Bo Xuanyi,
Hi everyone, welcome to the talk.
My name is Bo.
I'm going to talk about notification
volume optimization at Pinterest.
So the first,
what's the problem we're trying to solve?
Why do we even optimize notification volume?
So at Pinterest,
notification drives a significant amount of user engagement,
like DAU and WAU.
So the question becomes,
what's the right frequency we send to users?
And then basically there are two sides.
If we send too few notifications,
an engagement metric will hurt.
Like DAU, WAU, they will all drop.
On the other hand, if we send too frequently,
first it will hurt user experience,
and also it will actually hurt long-term metrics of the site.
Because, you know, people will get angry.
They will unsubscribe your emails.
They will delete your app.
You know,
Gmail,
like several other email vendors,
they will penalize your reputation.
Like they will have a higher probability
to put your email into spam folder
so that your users could not even see those emails.
So all these consequences can be caused by sending too frequently.
And also it will hurt your brand.
Like in the...
users' mind.
So the key to solve this problem would be to
use machine learning to do more personalization.
And based on whether the user actually liked the email,
or whether you really need to send
the email or notification to a user
to decide the right frequency for each user.

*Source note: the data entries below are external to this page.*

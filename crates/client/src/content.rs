//! Blog listing and admin content publishing.

use ledgerdesk_core::content::{BlogPost, ContentDraft};
use reqwest::Method;
use serde::Deserialize;
use tracing::info;

use crate::client::{PortalClient, send_json, send_unit};
use crate::error::ClientResult;

#[derive(Deserialize)]
struct BlogResponse {
    #[serde(default)]
    posts: Vec<BlogPost>,
}

impl PortalClient {
    /// `GET /api/blog`.
    pub async fn list_blog_posts(&self) -> ClientResult<Vec<BlogPost>> {
        let builder = self.request(Method::GET, "/api/blog");
        let response: BlogResponse = send_json(builder, "Failed to load blog posts").await?;
        Ok(response.posts)
    }

    /// `POST /api/admin/content`. Requires a logged-in session.
    ///
    /// The draft is checked locally before anything is sent.
    pub async fn publish_content(&self, draft: &ContentDraft) -> ClientResult<()> {
        let request = draft.to_request()?;
        let builder = self
            .authenticated(Method::POST, "/api/admin/content")?
            .json(&request);
        send_unit(builder, "Failed to publish content").await?;
        info!(section = ?request.section, slug = %request.slug, "content published");
        Ok(())
    }
}
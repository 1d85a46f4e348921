//! Dashboard calculations.

use rust_decimal::Decimal;
use rust_decimal::prelude::*;

use super::types::{CashFlowPoint, FinancialSummary, GeneralLedgerRow, LedgerRowWithBalance};

/// Dashboard calculations over data fetched from the backend.
pub struct DashboardService;

impl DashboardService {
    /// Net income as a percentage of revenue, rounded to 2 decimal places.
    ///
    /// `None` when there is no revenue or the ratio is out of `Decimal` range.
    #[must_use]
    pub fn profit_margin(summary: &FinancialSummary) -> Option<Decimal> {
        let ratio = summary.net_income.checked_div(summary.revenue)?;
        let margin = ratio.checked_mul(Decimal::ONE_HUNDRED)?;
        Some(margin.round_dp_with_strategy(2, RoundingStrategy::MidpointNearestEven))
    }

    /// Running total of net cash flow, one value per point.
    ///
    /// Totals clamp at the `Decimal` range.
    #[must_use]
    pub fn cumulative_net(points: &[CashFlowPoint]) -> Vec<Decimal> {
        points
            .iter()
            .scan(Decimal::ZERO, |total, point| {
                *total = total.saturating_add(point.net());
                Some(*total)
            })
            .collect()
    }

    /// Attaches the cumulative debit-minus-credit balance to each row.
    ///
    /// Balances clamp at the `Decimal` range.
    #[must_use]
    pub fn running_balances(rows: &[GeneralLedgerRow]) -> Vec<LedgerRowWithBalance> {
        let mut balance = Decimal::ZERO;
        rows.iter()
            .map(|row| {
                balance = balance.saturating_add(row.debit.saturating_sub(row.credit));
                LedgerRowWithBalance {
                    row: row.clone(),
                    balance,
                }
            })
            .collect()
    }

    /// Rows posted to one account, in original order.
    #[must_use]
    pub fn filter_by_account<'a>(
        rows: &'a [GeneralLedgerRow],
        account_no: &str,
    ) -> Vec<&'a GeneralLedgerRow> {
        let account_no = account_no.trim();
        rows.iter().filter(|r| r.account_no == account_no).collect()
    }
}
//! Field rules shared by the lead forms.

use serde::{Deserialize, Deserializer};
use validator::ValidationError;

const PHONE_MIN_CHARS: usize = 7;
const PHONE_MAX_CHARS: usize = 20;

/// Rejects empty and whitespace-only text.
pub(crate) fn non_blank(value: &str) -> Result<(), ValidationError> {
    if value.trim().is_empty() {
        return Err(ValidationError::new("blank"));
    }
    Ok(())
}

/// Phone numbers are 7 to 20 characters once trimmed; blank means none given.
pub(crate) fn phone_length(value: &str) -> Result<(), ValidationError> {
    let len = value.trim().chars().count();
    if len == 0 || (PHONE_MIN_CHARS..=PHONE_MAX_CHARS).contains(&len) {
        Ok(())
    } else {
        Err(ValidationError::new("phone_length"))
    }
}

/// Reads an optional string, treating a blank one as absent.
pub(crate) fn blank_as_none<'de, D>(deserializer: D) -> Result<Option<String>, D::Error>
where
    D: Deserializer<'de>,
{
    let value = Option::<String>::deserialize(deserializer)?;
    Ok(value.filter(|s| !s.trim().is_empty()))
}

/// Converts a Rust field name to the camelCase key used on the wire.
pub(crate) fn wire_name(field: &str) -> String {
    let mut out = String::with_capacity(field.len());
    let mut upper = false;
    for c in field.chars() {
        if c == '_' {
            upper = true;
        } else if upper {
            out.extend(c.to_uppercase());
            upper = false;
        } else {
            out.push(c);
        }
    }
    out
}
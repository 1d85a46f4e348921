//! Application configuration management.

use std::path::PathBuf;

use serde::Deserialize;

/// Application configuration.
#[derive(Debug, Clone, Default, Deserialize)]
pub struct AppConfig {
    /// Backend API configuration.
    #[serde(default)]
    pub api: ApiConfig,
    /// Session persistence configuration.
    #[serde(default)]
    pub session: SessionConfig,
    /// Supporting document upload limits.
    #[serde(default)]
    pub uploads: UploadsConfig,
}

/// Backend API configuration.
#[derive(Debug, Clone, Deserialize)]
pub struct ApiConfig {
    /// Base URL of the accounting backend, without a trailing path.
    #[serde(default = "default_base_url")]
    pub base_url: String,
    /// Request timeout in seconds.
    #[serde(default = "default_timeout_secs")]
    pub timeout_secs: u64,
    /// User agent sent with every request.
    #[serde(default = "default_user_agent")]
    pub user_agent: String,
}

impl Default for ApiConfig {
    fn default() -> Self {
        Self {
            base_url: default_base_url(),
            timeout_secs: default_timeout_secs(),
            user_agent: default_user_agent(),
        }
    }
}

fn default_base_url() -> String {
    "http://localhost:5000".to_string()
}

fn default_timeout_secs() -> u64 {
    30
}

fn default_user_agent() -> String {
    format!("ledgerdesk/{}", env!("CARGO_PKG_VERSION"))
}

/// Session persistence configuration.
#[derive(Debug, Clone, Deserialize)]
pub struct SessionConfig {
    /// File holding the bearer token between CLI invocations.
    #[serde(default = "default_token_file")]
    pub token_file: PathBuf,
}

impl Default for SessionConfig {
    fn default() -> Self {
        Self {
            token_file: default_token_file(),
        }
    }
}

fn default_token_file() -> PathBuf {
    PathBuf::from(".ledgerdesk/token")
}

/// Supporting document upload limits.
#[derive(Debug, Clone, Deserialize)]
pub struct UploadsConfig {
    /// Maximum file size in bytes.
    #[serde(default = "default_max_file_size")]
    pub max_file_size: u64,
    /// Lowercase file extensions accepted for upload.
    #[serde(default = "default_allowed_extensions")]
    pub allowed_extensions: Vec<String>,
}

impl Default for UploadsConfig {
    fn default() -> Self {
        Self {
            max_file_size: default_max_file_size(),
            allowed_extensions: default_allowed_extensions(),
        }
    }
}

fn default_max_file_size() -> u64 {
    10 * 1024 * 1024 // 10 MiB
}

fn default_allowed_extensions() -> Vec<String> {
    ["pdf", "png", "jpg", "jpeg", "csv", "xlsx", "docx"]
        .iter()
        .map(ToString::to_string)
        .collect()
}

impl AppConfig {
    /// Loads configuration from environment and config files.
    ///
    /// # Errors
    ///
    /// Returns an error if configuration cannot be loaded.
    pub fn load() -> Result<Self, config::ConfigError> {
        dotenvy::dotenv().ok();

        let run_mode = std::env::var("RUN_MODE").unwrap_or_else(|_| "development".to_string());

        let config = config::Config::builder()
            .add_source(config::File::with_name("config/default").required(false))
            .add_source(config::File::with_name(&format!("config/{run_mode}")).required(false))
            .add_source(config::Environment::with_prefix("LEDGERDESK").separator("__"))
            .build()?;

        config.try_deserialize()
    }
}
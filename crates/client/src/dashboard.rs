//! Client dashboard loading.

use ledgerdesk_core::dashboard::{CashFlowPoint, FinancialSummary, GeneralLedgerRow};
use ledgerdesk_core::load_state::LoadState;

use crate::client::PortalClient;

/// Everything the dashboard shows, each part loaded independently.
///
/// A failed part is `Failed` with the user-facing message; the other parts
/// are unaffected.
#[derive(Debug, Clone, PartialEq, Eq)]
pub struct Dashboard {
    /// Headline figures.
    pub summary: LoadState<FinancialSummary>,
    /// Cash-flow chart series.
    pub cash_flow: LoadState<Vec<CashFlowPoint>>,
    /// General ledger rows.
    pub ledger: LoadState<Vec<GeneralLedgerRow>>,
}

impl PortalClient {
    /// Fetches summary, cash flow, and ledger concurrently.
    pub async fn load_dashboard(&self) -> Dashboard {
        let (summary, cash_flow, ledger) = tokio::join!(
            self.financial_summary(),
            self.cash_flow(),
            self.general_ledger()
        );
        Dashboard {
            summary: LoadState::from_result(summary.map_err(|e| e.user_message())),
            cash_flow: LoadState::from_result(cash_flow.map_err(|e| e.user_message())),
            ledger: LoadState::from_result(ledger.map_err(|e| e.user_message())),
        }
    }
}
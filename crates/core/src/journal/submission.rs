//! Submit cycle of the journal entry form.
//!
//! ```text
//! Editing --begin_submit--> Submitting --complete_submit(Ok)--> Editing (form reset)
//!                                      --complete_submit(Err)-> Editing (error banner, form kept)
//! ```
//!
//! The editor never talks to the network. The caller takes the request
//! returned by [`JournalEntryEditor::begin_submit`], sends it, and reports the
//! outcome back through [`JournalEntryEditor::complete_submit`].

use serde::Serialize;

use super::documents::SupportingDocuments;
use super::error::JournalError;
use super::form::JournalEntryForm;
use super::payload::JournalEntryRequest;

/// Fallback shown when the backend gives no usable error message.
pub const SUBMIT_FALLBACK_MESSAGE: &str = "Failed to create journal entry";

/// Phase of the submit cycle.
#[derive(Debug, Clone, Copy, PartialEq, Eq, Default, Serialize)]
#[serde(rename_all = "lowercase")]
pub enum SubmitPhase {
    /// The form is editable and may be submitted.
    #[default]
    Editing,
    /// A create request is in flight.
    Submitting,
}

/// Kind of status banner.
#[derive(Debug, Clone, Copy, PartialEq, Eq, Serialize)]
#[serde(rename_all = "lowercase")]
pub enum BannerKind {
    /// Operation succeeded.
    Success,
    /// Operation failed.
    Error,
}

/// Dismissible status message.
#[derive(Debug, Clone, PartialEq, Eq, Serialize)]
pub struct StatusBanner {
    /// Success or error.
    pub kind: BannerKind,
    /// Message shown to the user.
    pub message: String,
}

impl StatusBanner {
    /// Creates a success banner.
    #[must_use]
    pub fn success(message: impl Into<String>) -> Self {
        Self {
            kind: BannerKind::Success,
            message: message.into(),
        }
    }

    /// Creates an error banner.
    #[must_use]
    pub fn error(message: impl Into<String>) -> Self {
        Self {
            kind: BannerKind::Error,
            message: message.into(),
        }
    }

    /// Returns true for error banners.
    #[must_use]
    pub fn is_error(&self) -> bool {
        self.kind == BannerKind::Error
    }
}

/// The journal entry form together with its documents, phase, and banner.
#[derive(Debug, Clone, Default)]
pub struct JournalEntryEditor {
    form: JournalEntryForm,
    documents: SupportingDocuments,
    phase: SubmitPhase,
    banner: Option<StatusBanner>,
}

impl JournalEntryEditor {
    /// Creates an editor around a fresh two-line form.
    #[must_use]
    pub fn new() -> Self {
        Self::default()
    }

    /// Creates an editor around an existing form.
    #[must_use]
    pub fn with_form(form: JournalEntryForm) -> Self {
        Self {
            form,
            ..Self::default()
        }
    }

    /// The form being edited.
    #[must_use]
    pub fn form(&self) -> &JournalEntryForm {
        &self.form
    }

    /// Mutable access to the form.
    pub fn form_mut(&mut self) -> &mut JournalEntryForm {
        &mut self.form
    }

    /// Uploaded supporting documents.
    #[must_use]
    pub fn documents(&self) -> &SupportingDocuments {
        &self.documents
    }

    /// Current phase.
    #[must_use]
    pub fn phase(&self) -> SubmitPhase {
        self.phase
    }

    /// Returns true while a create request is in flight.
    #[must_use]
    pub fn is_submitting(&self) -> bool {
        self.phase == SubmitPhase::Submitting
    }

    /// Current status banner.
    #[must_use]
    pub fn banner(&self) -> Option<&StatusBanner> {
        self.banner.as_ref()
    }

    /// Hides the status banner.
    pub fn dismiss_banner(&mut self) {
        self.banner = None;
    }

    /// Records a successful supporting-document upload.
    pub fn record_upload(&mut self, filename: impl Into<String>) {
        let filename = filename.into();
        self.banner = Some(StatusBanner::success(format!("Uploaded {filename}")));
        self.documents.add(filename);
    }

    /// Records a failed upload. The submit phase is left alone.
    pub fn record_upload_failure(&mut self, message: impl Into<String>) {
        self.banner = Some(StatusBanner::error(message));
    }

    /// Validates and, when valid, enters `Submitting` and returns the request.
    ///
    /// An invalid form stays in `Editing` and nothing should be sent.
    pub fn begin_submit(&mut self) -> Result<JournalEntryRequest, JournalError> {
        if self.is_submitting() {
            return Err(JournalError::SubmitInProgress);
        }
        let report = self.form.validate();
        if !report.is_valid() {
            return Err(JournalError::Invalid(report));
        }
        self.phase = SubmitPhase::Submitting;
        self.banner = None;
        Ok(self.form.to_request(&self.documents))
    }

    /// Applies the backend outcome of the pending submit.
    ///
    /// Success resets the form and clears documents. Failure keeps both and
    /// shows the message, or a generic one if the message is blank.
    pub fn complete_submit(&mut self, outcome: Result<(), String>) -> Result<(), JournalError> {
        if !self.is_submitting() {
            return Err(JournalError::NotSubmitting);
        }
        self.phase = SubmitPhase::Editing;
        match outcome {
            Ok(()) => {
                self.form.reset();
                self.documents.clear();
                self.banner = Some(StatusBanner::success("Journal entry created successfully"));
            }
            Err(message) => {
                let message = if message.trim().is_empty() {
                    SUBMIT_FALLBACK_MESSAGE.to_string()
                } else {
                    message
                };
                self.banner = Some(StatusBanner::error(message));
            }
        }
        Ok(())
    }
}

#[cfg(test)]
mod tests {
    use super::*;
    use crate::journal::line::{LineField, LineId};

    fn ready_editor() -> JournalEntryEditor {
        let mut editor = JournalEntryEditor::new();
        let form = editor.form_mut();
        form.set_date("2024-03-01");
        form.set_description("Cash sale");
        for (id, no, title, side) in [
            (1, "1000", "Cash", LineField::Debit),
            (2, "4000", "Revenue", LineField::Credit),
        ] {
            form.set_field(LineId(id), LineField::AccountNo, no).unwrap();
            form.set_field(LineId(id), LineField::AccountTitle, title).unwrap();
            form.set_field(LineId(id), side, "100").unwrap();
        }
        editor
    }

    #[test]
    fn test_invalid_form_does_not_enter_submitting() {
        let mut editor = JournalEntryEditor::new();
        let err = editor.begin_submit().unwrap_err();
        assert!(err.report().is_some());
        assert_eq!(editor.phase(), SubmitPhase::Editing);
    }

    #[test]
    fn test_second_submit_is_refused() {
        let mut editor = ready_editor();
        editor.begin_submit().unwrap();
        assert!(editor.is_submitting());
        assert_eq!(editor.begin_submit(), Err(JournalError::SubmitInProgress));
    }

    #[test]
    fn test_success_resets_form_and_documents() {
        let mut editor = ready_editor();
        editor.record_upload("receipt.pdf");

        let request = editor.begin_submit().unwrap();
        assert_eq!(request.supporting_docs, ["receipt.pdf"]);

        editor.complete_submit(Ok(())).unwrap();
        assert_eq!(editor.phase(), SubmitPhase::Editing);
        assert_eq!(editor.form(), &JournalEntryForm::new());
        assert!(editor.documents().is_empty());
        assert_eq!(editor.banner().map(|b| b.kind), Some(BannerKind::Success));
    }

    #[test]
    fn test_failure_keeps_form() {
        let mut editor = ready_editor();
        editor.record_upload("receipt.pdf");
        let before = editor.form().clone();

        editor.begin_submit().unwrap();
        editor.complete_submit(Err("Period is closed".to_string())).unwrap();

        assert_eq!(editor.form(), &before);
        assert_eq!(editor.documents().len(), 1);
        let banner = editor.banner().unwrap();
        assert!(banner.is_error());
        assert_eq!(banner.message, "Period is closed");

        editor.dismiss_banner();
        assert!(editor.banner().is_none());
    }

    #[test]
    fn test_blank_failure_message_uses_fallback() {
        let mut editor = ready_editor();
        editor.begin_submit().unwrap();
        editor.complete_submit(Err(String::new())).unwrap();
        assert_eq!(editor.banner().unwrap().message, SUBMIT_FALLBACK_MESSAGE);
    }

    #[test]
    fn test_complete_without_begin() {
        let mut editor = ready_editor();
        assert_eq!(editor.complete_submit(Ok(())), Err(JournalError::NotSubmitting));
    }

    #[test]
    fn test_upload_failure_leaves_phase() {
        let mut editor = ready_editor();
        editor.begin_submit().unwrap();
        editor.record_upload_failure("Upload failed");
        assert!(editor.is_submitting());
        assert!(editor.banner().unwrap().is_error());
    }
}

So this problem has been...
We have been working on this.
And before I joined the company,
we had the first version of machine
learning based volume control system.
So before that was even developed,
we have basically no machine learning.
And this is the
first version using machine learning to control frequency.
And when it was shipped,
I think early 2016,
it has huge impact.
What it does is basically...
It's something called dynamic cooldown.
So I will explain in details.
So basically we have many different
types of recommendation at Pinterest.
Like some are popular pins,
some are like the boards you recently followed,
etc.
So basically we can train machine learning models,
like a CTR prediction model,
to predict what's the probability that each user click...
Different type of emails.
Then basically for each type,
and we can compute the user's CTR for that email type.
And then we can calculate the CTR's percentile among all users.
And then we can decide
something called cooldown days based on the CTR percentile.
The definition of a cooldown is that,
say,
you send this email type today,
you cannot send the same email type in the next couple of days.
You can send the same email type in the next K days.
The general idea is that if this user has higher CTR,
we'll make the cooldown shorter so
that we can send that more frequently.
So this idea all makes sense.
So basically every day we use these CTR models to rank
all the emails that are not in the cooldown period.
And we pick the highest one to send.
Which is
quite reasonable.
Then after we get V1,
we've been using it for a couple months.
And then we start to realize some of the issues.
The first one is that actually there's no direct
control of the total volume a user gets in a period,
like a week.
This has several consequences.
For example,
it's very difficult to do rigorous experiments.
So at Pinterest we always try to
improve the content or improve the recommendation algorithms.
And a lot of these experiments
could result in increased coverage or volume of certain email types.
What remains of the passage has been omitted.